Deirdre N. McCloskey, The Rhetoric of Economics (2nd ed.). Madison, Wisconsin: University of Wisconsin Press, 1998, 223 pp. $US 17.95 paper.
This is a very combative book. In the right corner is economic modernism - big, bad, positivist and, as a matter of fact, masculine. In some other corner is Deirdre McCloskey who stands for - well, actually, what she stands for is not all that straightforward, as we shall see.
Economic modernism dominates contemporary economics. Its practitioners radically differentiate what they do from literary studies or from softer social sciences. It is behaviourist in the sense that what matters in the final analysis is what people do rather than what they think (p.28). It highly values mathematical formalization, quantification, and statistical tests - particularly tests involving one or another regression procedure. It is positivist in the sense that it treats falsifiability - and the failure to falsify in a test - as the most important gauge of scientific value. It is also, thoroughly unsatisfactory - a form of "voluntary imbecility", in fact (p.99).
To make her case McCloskey shows that the effectiveness of the leading figures in the discipline is enhanced when they stray from the modernist canon. It is not experimental or statistical tests that determine the acceptance of their arguments, it is the rhetoric deployed in making them. In his classic Foundations of Economic Analysis Samuelson sometimes used mathematics not because it is necessary to the argument but to impress. He legitimates his claims through appeals to authority. He uses analogy or metaphor. So does "the Kipling of the economic empire" (p.42), Gary Becker, when he treats children as consumer durables (like refrigerators). Muth's pioneering paper on rational expectations, though badly written, persuaded (after a lag) not because of the evidence it contained - there was little of that - but because of a number of theoretical arguments, including the general case that if reason is assumed in most domains of economics one should not readily abandon it in, in this particular case, agricultural price determination. In identifying and analyzing the rhetorical content in the writings of a number of distinguished economists she is not trying to debunk them. She simply wants to make the case that economic knowledge advances through procedures that diverge wildly from those incorporated in the modernist canon.

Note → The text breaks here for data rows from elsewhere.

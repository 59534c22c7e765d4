//! Core pipeline for building the plugin master catalog.
//!
//! This crate ties together manifest collection, provenance-based
//! enrichment, and catalog writing into one run (see [`pipeline::build_catalog`]).

pub mod catalog;
pub mod collector;
pub mod enrichment;
pub mod pipeline;
pub mod provenance;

She also tries to show that following the precepts of the modernist canon produces inferior work. Quantification is all very well but the resulting quantities do not speak for themselves. An issue that (very properly) exercises economic historians is the extent of the integration of markets in various places, at various times. Integration might be measured by the correlation of prices of, say, wheat in different cities. But how high does the correlation have to be to allow the conclusion that markets are integrated? On its own it tells us more-or-less nothing. Its meaning must be derived from reasoned discussion. McCloskey is arguing that, all too often, quantities are treated as if they speak for themselves, with the accompanying but crucial discussions of importance neglected. The extreme of this is the use of tests of significance where, McCloskey shows us, statistical and substantive significance have been confused, even in the very best journals. Most fundamentally, I think, McCloskey is arguing that economic modernism is intellectually stultifying. No slouch at rhetoric herself, she describes methodology as the "middle manager in a green suit" (p.160), providing neither particularly practical advice (economists usually pay only lip service to its precepts) nor the broader injunction to civilized discourse that underlies, she says (citing Habermas), the very best scholarship. It yields an annual harvest of intellectually mechanical and illiterate young economists like the anonymous young colleague who had the misfortune to sit next to her on a transatlantic flight - and who she cheerfully calls a barbarian (pp.189-190).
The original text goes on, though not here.